The Four Pillars of Captive Insurance

Though captive structures have existed for many years, we have been able to ascertain what the IRS considers to be a well-functioning captive program because to activity in the tax court since 2016. To qualify as an insurance company for federal tax purposes, a captive must meet the following criteria:

  • Risk Transfer — In order for a captive program to stand up to examination, the risk that has to be insured must be moved outside of the at-risk organization. As a result, the capital structure and ownership of a potential captive must be considered to enable successful risk transfer.
  • Risk Distribution — While the tax courts have not provided any clear-cut guidelines for defining an adequate risk distribution, business-minded captive owners must ensure that premiums paid cover a significant number of unrelated risks. In other words, the captive’s premiums must cover a sufficient number of separately identified risks.
  • Insurance Risk – The captive’s risks must be loss risks originating from insurance coverages. A captive program can’t be used to control investment losses or transfer business risks. The captive’s premiums must be for real risks, as determined by an insurance process.
  • Common Insurance Concepts — In order to fulfill its mission, the captive must operate in the traditional manner of an insurance company. To put it another way, the captive should issue premiums based on risk, set up reserves for unpaid losses, and fund those losses to ensure the captive’s liquidity.

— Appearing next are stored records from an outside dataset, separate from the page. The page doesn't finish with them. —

use serde::{Deserialize, Serialize};

use crate::ColumnType;

/// Backend-facing description of one column, produced by the translator.
///
/// A record is built fresh per translation and owned by the caller. The
/// transport layer serializes it as-is; fields that do not apply to the
/// column's type stay `None` and are skipped on the wire, while the boolean
/// flags are always present so the backend never has to distinguish "absent"
/// from "false".
#[derive(Debug, Clone, Default, PartialEq, Eq, Serialize, Deserialize)]
pub struct ColumnMetadata {
    /// `None` when the source type has no backend mapping.
    #[serde(skip_serializing_if = "Option::is_none")]
    pub column_type: Option<ColumnType>,
    /// Byte/char length hint; type-dependent.
    #[serde(skip_serializing_if = "Option::is_none")]
    pub max_length: Option<u32>,
    /// Set together with `scale`, only for decimal columns.
    #[serde(skip_serializing_if = "Option::is_none")]
    pub precision: Option<u32>,
    #[serde(skip_serializing_if = "Option::is_none")]
    pub scale: Option<u32>,
    pub nullable: bool,
    pub primary_key: bool,
    pub autoincrement: bool,
    /// Set only when `autoincrement` is true; never zero.
    #[serde(skip_serializing_if = "Option::is_none")]
    pub autoincrement_value: Option<u64>,
}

Captive Insurance Taxation Nuances

After making necessary tax changes, captive insurance companies are normally taxed on their underwriting income. In contrast to traditional insurance arrangements or traditional self-insurers, captive owners may deduct losses on outstanding losses as they occur. This allows for a faster deduction timeframe. Captives can give a residual advantage of large reductions in effective tax rates on insurance activities if they are used to shift risk.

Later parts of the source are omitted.